▶ **EXERCISE DIRECTIONS**
Filter the entries below, keeping every line that has the word "distinct".

(Stored data)
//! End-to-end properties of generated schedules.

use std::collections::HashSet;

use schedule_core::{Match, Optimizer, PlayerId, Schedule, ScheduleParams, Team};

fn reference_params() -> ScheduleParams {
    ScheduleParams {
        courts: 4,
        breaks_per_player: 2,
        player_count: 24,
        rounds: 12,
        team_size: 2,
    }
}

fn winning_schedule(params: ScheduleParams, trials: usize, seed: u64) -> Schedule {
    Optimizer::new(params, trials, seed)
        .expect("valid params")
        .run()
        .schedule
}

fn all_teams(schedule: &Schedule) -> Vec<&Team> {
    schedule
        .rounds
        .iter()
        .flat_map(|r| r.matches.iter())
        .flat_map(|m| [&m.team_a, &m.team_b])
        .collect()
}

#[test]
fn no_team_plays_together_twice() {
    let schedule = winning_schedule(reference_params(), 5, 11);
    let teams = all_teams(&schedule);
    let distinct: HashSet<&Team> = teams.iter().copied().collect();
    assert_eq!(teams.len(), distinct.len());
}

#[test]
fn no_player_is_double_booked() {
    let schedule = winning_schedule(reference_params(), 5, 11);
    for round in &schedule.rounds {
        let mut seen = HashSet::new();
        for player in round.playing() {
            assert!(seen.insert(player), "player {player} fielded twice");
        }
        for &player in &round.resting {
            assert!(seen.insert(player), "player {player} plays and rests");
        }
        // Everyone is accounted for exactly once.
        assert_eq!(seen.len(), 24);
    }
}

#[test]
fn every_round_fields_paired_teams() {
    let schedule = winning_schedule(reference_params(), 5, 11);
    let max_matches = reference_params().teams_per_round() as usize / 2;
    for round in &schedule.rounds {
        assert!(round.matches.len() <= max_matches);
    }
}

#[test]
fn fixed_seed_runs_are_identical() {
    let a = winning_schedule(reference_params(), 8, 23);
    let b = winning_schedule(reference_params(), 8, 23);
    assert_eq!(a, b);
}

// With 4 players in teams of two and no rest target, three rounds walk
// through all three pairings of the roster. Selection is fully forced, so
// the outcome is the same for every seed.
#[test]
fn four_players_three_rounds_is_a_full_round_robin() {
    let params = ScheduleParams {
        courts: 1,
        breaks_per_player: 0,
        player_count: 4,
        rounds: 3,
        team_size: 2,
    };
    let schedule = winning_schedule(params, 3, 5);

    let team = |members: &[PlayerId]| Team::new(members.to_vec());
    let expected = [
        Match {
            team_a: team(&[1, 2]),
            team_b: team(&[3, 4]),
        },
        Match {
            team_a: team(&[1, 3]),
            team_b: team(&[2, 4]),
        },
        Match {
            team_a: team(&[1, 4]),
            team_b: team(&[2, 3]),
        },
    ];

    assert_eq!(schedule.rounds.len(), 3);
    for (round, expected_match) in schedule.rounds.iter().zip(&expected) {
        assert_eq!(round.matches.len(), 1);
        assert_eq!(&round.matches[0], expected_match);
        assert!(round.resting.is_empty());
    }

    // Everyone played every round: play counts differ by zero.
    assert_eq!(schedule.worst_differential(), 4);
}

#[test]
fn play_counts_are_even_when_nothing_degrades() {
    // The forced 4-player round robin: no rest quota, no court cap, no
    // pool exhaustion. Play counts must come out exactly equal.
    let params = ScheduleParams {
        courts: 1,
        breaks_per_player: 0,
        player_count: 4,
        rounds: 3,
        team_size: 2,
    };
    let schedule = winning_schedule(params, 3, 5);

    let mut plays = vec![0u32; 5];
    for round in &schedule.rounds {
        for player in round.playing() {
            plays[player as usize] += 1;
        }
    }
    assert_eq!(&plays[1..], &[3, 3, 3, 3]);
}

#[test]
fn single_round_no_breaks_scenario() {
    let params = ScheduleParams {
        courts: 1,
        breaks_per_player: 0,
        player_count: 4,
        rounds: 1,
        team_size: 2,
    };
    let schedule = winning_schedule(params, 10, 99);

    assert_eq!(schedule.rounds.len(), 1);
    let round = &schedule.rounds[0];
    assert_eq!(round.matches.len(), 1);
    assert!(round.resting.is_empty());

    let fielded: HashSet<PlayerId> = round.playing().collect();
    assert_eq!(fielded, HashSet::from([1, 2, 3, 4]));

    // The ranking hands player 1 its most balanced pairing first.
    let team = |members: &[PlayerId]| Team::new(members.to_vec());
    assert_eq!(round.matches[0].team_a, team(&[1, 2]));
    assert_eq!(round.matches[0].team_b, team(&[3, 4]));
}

▶ **WRITTEN SOLUTION**
    let distinct: HashSet<&Team> = teams.iter().copied().collect();
    assert_eq!(teams.len(), distinct.len());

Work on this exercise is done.